Oklahoma Abortion Reporting, Compliance Bill Top Priority for Pro-Life Group
by Steven Ertelt
February 3, 2009
Oklahoma City, OK (LifeNews.com) — The statewide pro-life group in Oklahoma says a bill that would require the state to do a better job of reporting information on abortion and monitoring compliance with state abortion laws is its top priority for the legislative session. Oklahomans for Life is urging support for House Bill 1595.
In a new action alert, Oklahomans for Life urges pro-life advocates to contact their state senator and state representative and urge them to sponsor or vote for the legislation.
"The bill is an abortion-reporting bill that will measure the prevalence of abortion in Oklahoma, the reasons abortions are sought, and the complications that result," organization director Tony Lauinger tells LifeNews.com.
"The bill will also monitor compliance with our existing abortion statutes, and will prohibit abortions performed for purposes of sex-selection," he added.
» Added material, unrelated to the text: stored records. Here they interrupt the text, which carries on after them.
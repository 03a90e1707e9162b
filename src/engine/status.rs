use crate::engine::hours::DayHours;
use crate::model::attendance::AttendanceStatus;

/// Everything about the day that is not derivable from the punches alone.
#[derive(Debug, Clone, Copy, Default)]
pub struct DayContext {
    pub is_holiday: bool,
    pub is_working_holiday: bool,
    pub on_approved_leave: bool,
    pub has_punches: bool,
    /// Clock-in after the shift-start grace threshold.
    pub late: bool,
}

/// A record stores exactly one status, but Late/Undertime/Overtime and a
/// worked holiday still count toward "present" in aggregate statistics.
/// Keeping the rollup flag here stops every aggregation site from
/// re-deriving it.
#[derive(Debug, Clone, Copy, PartialEq, Eq)]
pub struct Classification {
    pub status: AttendanceStatus,
    pub counts_as_present: bool,
}

pub fn counts_as_present(status: AttendanceStatus) -> bool {
    matches!(
        status,
        AttendanceStatus::Present
            | AttendanceStatus::Late
            | AttendanceStatus::Undertime
            | AttendanceStatus::Overtime
            | AttendanceStatus::HolidayWorked
    )
}

/// Single-status decision, first match wins:
/// leave > holiday (no work) > holiday (worked) > absent > late >
/// undertime > overtime > present.
///
/// A working holiday expects punches, so without any it falls through to
/// Absent instead of Holiday (No Work).
pub fn classify(hours: &DayHours, ctx: &DayContext) -> Classification {
    let status = if ctx.on_approved_leave {
        AttendanceStatus::OnLeave
    } else if ctx.is_holiday && !ctx.is_working_holiday && !ctx.has_punches {
        AttendanceStatus::HolidayNoWork
    } else if ctx.is_holiday && ctx.has_punches {
        AttendanceStatus::HolidayWorked
    } else if !ctx.has_punches {
        AttendanceStatus::Absent
    } else if ctx.late {
        AttendanceStatus::Late
    } else if hours.undertime > 0.0 {
        AttendanceStatus::Undertime
    } else if hours.overtime > 0.0 {
        AttendanceStatus::Overtime
    } else {
        AttendanceStatus::Present
    };

    Classification {
        status,
        counts_as_present: counts_as_present(status),
    }
}

#[cfg(test)]
mod tests {
    use super::*;

    fn worked(total: f64, overtime: f64, undertime: f64) -> DayHours {
        DayHours {
            total,
            overtime,
            undertime,
        }
    }

    fn punched() -> DayContext {
        DayContext {
            has_punches: true,
            ..DayContext::default()
        }
    }

    #[test]
    fn full_day_is_present_and_counted() {
        let c = classify(&worked(8.0, 0.0, 0.0), &punched());
        assert_eq!(c.status, AttendanceStatus::Present);
        assert!(c.counts_as_present);
    }

    #[test]
    fn leave_beats_everything() {
        let ctx = DayContext {
            on_approved_leave: true,
            is_holiday: true,
            has_punches: true,
            late: true,
            ..DayContext::default()
        };
        let c = classify(&worked(8.0, 0.0, 0.0), &ctx);
        assert_eq!(c.status, AttendanceStatus::OnLeave);
        assert!(!c.counts_as_present);
    }

    #[test]
    fn holiday_without_punches_is_no_work() {
        let ctx = DayContext {
            is_holiday: true,
            ..DayContext::default()
        };
        let c = classify(&DayHours::default(), &ctx);
        assert_eq!(c.status, AttendanceStatus::HolidayNoWork);
        assert!(!c.counts_as_present);
    }

    #[test]
    fn holiday_with_punches_is_worked_and_counts_present() {
        let ctx = DayContext {
            is_holiday: true,
            has_punches: true,
            ..DayContext::default()
        };
        let c = classify(&worked(8.0, 0.0, 0.0), &ctx);
        assert_eq!(c.status, AttendanceStatus::HolidayWorked);
        assert!(c.counts_as_present);
    }

    #[test]
    fn working_holiday_without_punches_is_absent() {
        let ctx = DayContext {
            is_holiday: true,
            is_working_holiday: true,
            ..DayContext::default()
        };
        let c = classify(&DayHours::default(), &ctx);
        assert_eq!(c.status, AttendanceStatus::Absent);
        assert!(!c.counts_as_present);
    }

    #[test]
    fn working_holiday_with_punches_is_worked() {
        let ctx = DayContext {
            is_holiday: true,
            is_working_holiday: true,
            has_punches: true,
            ..DayContext::default()
        };
        let c = classify(&worked(8.0, 0.0, 0.0), &ctx);
        assert_eq!(c.status, AttendanceStatus::HolidayWorked);
        assert!(c.counts_as_present);
    }

    #[test]
    fn no_punches_on_working_day_is_absent() {
        let c = classify(&DayHours::default(), &DayContext::default());
        assert_eq!(c.status, AttendanceStatus::Absent);
        assert!(!c.counts_as_present);
    }

    #[test]
    fn late_wins_over_undertime() {
        let ctx = DayContext {
            late: true,
            ..punched()
        };
        let c = classify(&worked(6.0, 0.0, 2.0), &ctx);
        assert_eq!(c.status, AttendanceStatus::Late);
        assert!(c.counts_as_present);
    }

    #[test]
    fn undertime_wins_over_overtime() {
        // Both cannot be positive from the calculator, but precedence is
        // still fixed if a caller hands in inconsistent figures.
        let c = classify(&worked(6.0, 1.0, 2.0), &punched());
        assert_eq!(c.status, AttendanceStatus::Undertime);
        assert!(c.counts_as_present);
    }

    #[test]
    fn overtime_counts_present() {
        let c = classify(&worked(10.0, 2.0, 0.0), &punched());
        assert_eq!(c.status, AttendanceStatus::Overtime);
        assert!(c.counts_as_present);
    }
}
Representative Dan Sullivan and Senator Todd Lamb are the authors of the legislation that Lauinger says is a key to helping further reduce the number of abortions in the state.
"HB 1595 is the principal pro-life priority for the 2009 legislative session," he says.
The last bill the Oklahoma legislature approved concerning abortion is still involved in a court battle after a Tulsa abortion business challenged it.
Oklahoma County District Judge Vicki Robertson put the temporary injunction in place in November.
The Center for Reproductive Rights, a pro-abortion law firm based in New York, filed a lawsuit against the measure for a Tulsa abortion business.
The law includes protection for the conscience rights of health care professionals to refuse to participate in abortions, puts more limits in place on the dangerous abortion drug RU 486, and makes sure women are not pressured or forced into having an abortion.
The measure also includes an ultrasound provision to allow women to see pictures of their unborn child and hopefully seek alternatives. It disallows so-called wrongful life lawsuits where parents can sue doctors for the birth of a disabled baby instead of suggesting an abortion.
Judge Robertson ruled the law can’t take effect until March 27 or until she rules on the request from the abortion business to issue a permanent injunction, whichever comes first.
She is expected to hold a hearing in court in February on the law.